Content starts

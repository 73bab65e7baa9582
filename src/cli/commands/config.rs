//! Config command - show or edit configuration

use crate::cli::args::{ConfigAction, ConfigArgs};
use crate::config::{Config, ConfigManager};
use crate::error::{SwcacheError, SwcacheResult};
use crate::ui::{self, Status, UiContext};
use crate::version::VersionTag;
use std::path::PathBuf;
use url::Url;

/// Keys accepted by `config set`
const VALID_KEYS: &[&str] = &[
    "general.log_format",
    "general.journal",
    "worker.version",
    "worker.scope",
    "worker.manifest",
    "storage.dir",
    "network.user_agent",
    "network.timeout_secs",
    "network.max_body_bytes",
];

/// Execute the config command
pub async fn execute(args: ConfigArgs, config: &Config, manager: &ConfigManager) -> SwcacheResult<()> {
    match args.action {
        None | Some(ConfigAction::Show) => show_config(config)?,
        Some(ConfigAction::Path) => println!("{}", manager.path().display()),
        Some(ConfigAction::Init { force }) => init_config(manager, force).await?,
        Some(ConfigAction::Set { key, value }) => set_value(manager, &key, &value).await?,
    }

    Ok(())
}

fn show_config(config: &Config) -> SwcacheResult<()> {
    println!("{}", toml::to_string_pretty(config)?);
    Ok(())
}

async fn init_config(manager: &ConfigManager, force: bool) -> SwcacheResult<()> {
    let ctx = UiContext::detect();
    let path = manager.path();

    if path.exists() && !force {
        ui::warn_with_hint(
            &ctx,
            &format!("Config already exists at {}", path.display()),
            "Use --force to overwrite",
        );
        return Ok(());
    }

    manager.save(&Config::default()).await?;
    ui::step_with(&ctx, Status::Ok, "Configuration initialized", &path.display().to_string());

    Ok(())
}

async fn set_value(manager: &ConfigManager, key: &str, value: &str) -> SwcacheResult<()> {
    let ctx = UiContext::detect();
    // Edit what is on disk; environment overrides stay out of the file
    let mut config = manager.load_saved().await?;

    if let Err(e) = apply(&mut config, key, value) {
        if !VALID_KEYS.contains(&key) {
            ui::hint(&ctx, "Valid keys:");
            for key in VALID_KEYS {
                eprintln!("  {}", key);
            }
        }
        return Err(e);
    }

    manager.save(&config).await?;
    ui::step(&ctx, Status::Ok, &format!("Set {} = {}", key, value));

    Ok(())
}

/// Apply one dot-separated key to `config`, validating the value
fn apply(config: &mut Config, key: &str, value: &str) -> SwcacheResult<()> {
    let parts: Vec<&str> = key.split('.').collect();

    match parts.as_slice() {
        ["general", "log_format"] => {
            if !matches!(value, "text" | "json") {
                return Err(SwcacheError::User(format!(
                    "Invalid log format: {}. Use text or json",
                    value
                )));
            }
            config.general.log_format = value.to_string();
        }
        ["general", "journal"] => config.general.journal = parse_bool(value)?,

        ["worker", "version"] => {
            config.worker.version = VersionTag::new(value)?.to_string();
        }
        ["worker", "scope"] => {
            Url::parse(value).map_err(|e| SwcacheError::UrlInvalid {
                url: value.to_string(),
                reason: e.to_string(),
            })?;
            config.worker.scope = value.to_string();
        }
        ["worker", "manifest"] => {
            config.worker.manifest = value
                .split(',')
                .map(|s| s.trim().to_string())
                .filter(|s| !s.is_empty())
                .collect();
        }

        ["storage", "dir"] => {
            config.storage.dir = if value.is_empty() {
                None
            } else {
                Some(PathBuf::from(value))
            };
        }

        ["network", "user_agent"] => config.network.user_agent = value.to_string(),
        ["network", "timeout_secs"] => {
            config.network.timeout_secs = match value {
                "" | "none" => None,
                n => Some(parse_u64(n)?),
            };
        }
        ["network", "max_body_bytes"] => config.network.max_body_bytes = parse_u64(value)?,

        _ => return Err(SwcacheError::User(format!("Unknown config key: {}", key))),
    }

    Ok(())
}

fn parse_bool(value: &str) -> SwcacheResult<bool> {
    match value.to_lowercase().as_str() {
        "true" | "1" | "yes" => Ok(true),
        "false" | "0" | "no" => Ok(false),
        _ => Err(SwcacheError::User(format!(
            "Invalid boolean value: {}. Use true/false",
            value
        ))),
    }
}

fn parse_u64(value: &str) -> SwcacheResult<u64> {
    value
        .parse()
        .map_err(|_| SwcacheError::User(format!("Invalid number: {}", value)))
}

#[cfg(test)]
mod tests {
    use super::*;

    #[test]
    fn apply_sets_known_keys() {
        let mut config = Config::default();
        apply(&mut config, "worker.version", "scanner40").unwrap();
        apply(&mut config, "general.journal", "no").unwrap();
        apply(&mut config, "network.timeout_secs", "30").unwrap();
        apply(&mut config, "storage.dir", "/tmp/swcache").unwrap();

        assert_eq!(config.worker.version, "scanner40");
        assert!(!config.general.journal);
        assert_eq!(config.network.timeout_secs, Some(30));
        assert_eq!(config.storage.dir, Some(PathBuf::from("/tmp/swcache")));

        apply(&mut config, "network.timeout_secs", "none").unwrap();
        assert_eq!(config.network.timeout_secs, None);
    }

    #[test]
    fn apply_splits_manifest_list() {
        let mut config = Config::default();
        apply(&mut config, "worker.manifest", "./logo.png, ./app.js,,").unwrap();
        assert_eq!(config.worker.manifest, vec!["./logo.png", "./app.js"]);
    }

    #[test]
    fn apply_rejects_invalid_values() {
        let mut config = Config::default();
        assert!(matches!(
            apply(&mut config, "worker.version", "has space"),
            Err(SwcacheError::VersionTagInvalid { .. })
        ));
        assert!(matches!(
            apply(&mut config, "worker.scope", "not a url"),
            Err(SwcacheError::UrlInvalid { .. })
        ));
        assert!(apply(&mut config, "general.log_format", "xml").is_err());
        assert!(apply(&mut config, "general.journal", "maybe").is_err());
        assert!(apply(&mut config, "network.max_body_bytes", "-1").is_err());
    }

    #[test]
    fn apply_rejects_unknown_key() {
        let mut config = Config::default();
        let err = apply(&mut config, "worker.nonexistent", "x").unwrap_err();
        assert!(err.to_string().contains("Unknown config key"));
    }

    #[test]
    fn parse_bool_values() {
        assert!(parse_bool("true").unwrap());
        assert!(parse_bool("YES").unwrap());
        assert!(!parse_bool("0").unwrap());
        assert!(parse_bool("maybe").is_err());
    }
}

Content ends

Repeat the material above in full so that each line matches the original exactly.

- [Reply to the task]:
repository 73bab65e7baa9582
filename src/cli/commands/config.rs
//! Config command - show or edit configuration

use crate::cli::args::{ConfigAction, ConfigArgs};
use crate::config::{Config, ConfigManager};
use crate::error::{SwcacheError, SwcacheResult};
use crate::ui::{self, Status, UiContext};
use crate::version::VersionTag;
use std::path::PathBuf;
use url::Url;

/// Keys accepted by `config set`
const VALID_KEYS: &[&str] = &[
    "general.log_format",
    "general.journal",
    "worker.version",
    "worker.scope",
    "worker.manifest",
    "storage.dir",
    "network.user_agent",
    "network.timeout_secs",
    "network.max_body_bytes",
];

/// Execute the config command
pub async fn execute(args: ConfigArgs, config: &Config, manager: &ConfigManager) -> SwcacheResult<()> {
    match args.action {
        None | Some(ConfigAction::Show) => show_config(config)?,
        Some(ConfigAction::Path) => println!("{}", manager.path().display()),
        Some(ConfigAction::Init { force }) => init_config(manager, force).await?,
        Some(ConfigAction::Set { key, value }) => set_value(manager, &key, &value).await?,
    }

    Ok(())
}

fn show_config(config: &Config) -> SwcacheResult<()> {
    println!("{}", toml::to_string_pretty(config)?);
    Ok(())
}

async fn init_config(manager: &ConfigManager, force: bool) -> SwcacheResult<()> {
    let ctx = UiContext::detect();
    let path = manager.path();

    if path.exists() && !force {
        ui::warn_with_hint(
            &ctx,
            &format!("Config already exists at {}", path.display()),
            "Use --force to overwrite",
        );
        return Ok(());
    }

    manager.save(&Config::default()).await?;
    ui::step_with(&ctx, Status::Ok, "Configuration initialized", &path.display().to_string());

    Ok(())
}

async fn set_value(manager: &ConfigManager, key: &str, value: &str) -> SwcacheResult<()> {
    let ctx = UiContext::detect();
    // Edit what is on disk; environment overrides stay out of the file
    let mut config = manager.load_saved().await?;

    if let Err(e) = apply(&mut config, key, value) {
        if !VALID_KEYS.contains(&key) {
            ui::hint(&ctx, "Valid keys:");
            for key in VALID_KEYS {
                eprintln!("  {}", key);
            }
        }
        return Err(e);
    }

    manager.save(&config).await?;
    ui::step(&ctx, Status::Ok, &format!("Set {} = {}", key, value));

    Ok(())
}

/// Apply one dot-separated key to `config`, validating the value
fn apply(config: &mut Config, key: &str, value: &str) -> SwcacheResult<()> {
    let parts: Vec<&str> = key.split('.').collect();

    match parts.as_slice() {
        ["general", "log_format"] => {
            if !matches!(value, "text" | "json") {
                return Err(SwcacheError::User(format!(
                    "Invalid log format: {}. Use text or json",
                    value
                )));
            }
            config.general.log_format = value.to_string();
        }
        ["general", "journal"] => config.general.journal = parse_bool(value)?,

        ["worker", "version"] => {
            config.worker.version = VersionTag::new(value)?.to_string();
        }
        ["worker", "scope"] => {
            Url::parse(value).map_err(|e| SwcacheError::UrlInvalid {
                url: value.to_string(),
                reason: e.to_string(),
            })?;
            config.worker.scope = value.to_string();
        }
        ["worker", "manifest"] => {
            config.worker.manifest = value
                .split(',')
                .map(|s| s.trim().to_string())
                .filter(|s| !s.is_empty())
                .collect();
        }

        ["storage", "dir"] => {
            config.storage.dir = if value.is_empty() {
                None
            } else {
                Some(PathBuf::from(value))
            };
        }

        ["network", "user_agent"] => config.network.user_agent = value.to_string(),
        ["network", "timeout_secs"] => {
            config.network.timeout_secs = match value {
                "" | "none" => None,
                n => Some(parse_u64(n)?),
            };
        }
        ["network", "max_body_bytes"] => config.network.max_body_bytes = parse_u64(value)?,

        _ => return Err(SwcacheError::User(format!("Unknown config key: {}", key))),
    }

    Ok(())
}

fn parse_bool(value: &str) -> SwcacheResult<bool> {
    match value.to_lowercase().as_str() {
        "true" | "1" | "yes" => Ok(true),
        "false" | "0" | "no" => Ok(false),
        _ => Err(SwcacheError::User(format!(
            "Invalid boolean value: {}. Use true/false",
            value
        ))),
    }
}

fn parse_u64(value: &str) -> SwcacheResult<u64> {
    value
        .parse()
        .map_err(|_| SwcacheError::User(format!("Invalid number: {}", value)))
}

#[cfg(test)]
mod tests {
    use super::*;

    #[test]
    fn apply_sets_known_keys() {
        let mut config = Config::default();
        apply(&mut config, "worker.version", "scanner40").unwrap();
        apply(&mut config, "general.journal", "no").unwrap();
        apply(&mut config, "network.timeout_secs", "30").unwrap();
        apply(&mut config, "storage.dir", "/tmp/swcache").unwrap();

        assert_eq!(config.worker.version, "scanner40");
        assert!(!config.general.journal);
        assert_eq!(config.network.timeout_secs, Some(30));
        assert_eq!(config.storage.dir, Some(PathBuf::from("/tmp/swcache")));

        apply(&mut config, "network.timeout_secs", "none").unwrap();
        assert_eq!(config.network.timeout_secs, None);
    }

    #[test]
    fn apply_splits_manifest_list() {
        let mut config = Config::default();
        apply(&mut config, "worker.manifest", "./logo.png, ./app.js,,").unwrap();
        assert_eq!(config.worker.manifest, vec!["./logo.png", "./app.js"]);
    }

    #[test]
    fn apply_rejects_invalid_values() {
        let mut config = Config::default();
        assert!(matches!(
            apply(&mut config, "worker.version", "has space"),
            Err(SwcacheError::VersionTagInvalid { .. })
        ));
        assert!(matches!(
            apply(&mut config, "worker.scope", "not a url"),
            Err(SwcacheError::UrlInvalid { .. })
        ));
        assert!(apply(&mut config, "general.log_format", "xml").is_err());
        assert!(apply(&mut config, "general.journal", "maybe").is_err());
        assert!(apply(&mut config, "network.max_body_bytes", "-1").is_err());
    }

    #[test]
    fn apply_rejects_unknown_key() {
        let mut config = Config::default();
        let err = apply(&mut config, "worker.nonexistent", "x").unwrap_err();
        assert!(err.to_string().contains("Unknown config key"));
    }

    #[test]
    fn parse_bool_values() {
        assert!(parse_bool("true").unwrap());
        assert!(parse_bool("YES").unwrap());
        assert!(!parse_bool("0").unwrap());
        assert!(parse_bool("maybe").is_err());
    }
}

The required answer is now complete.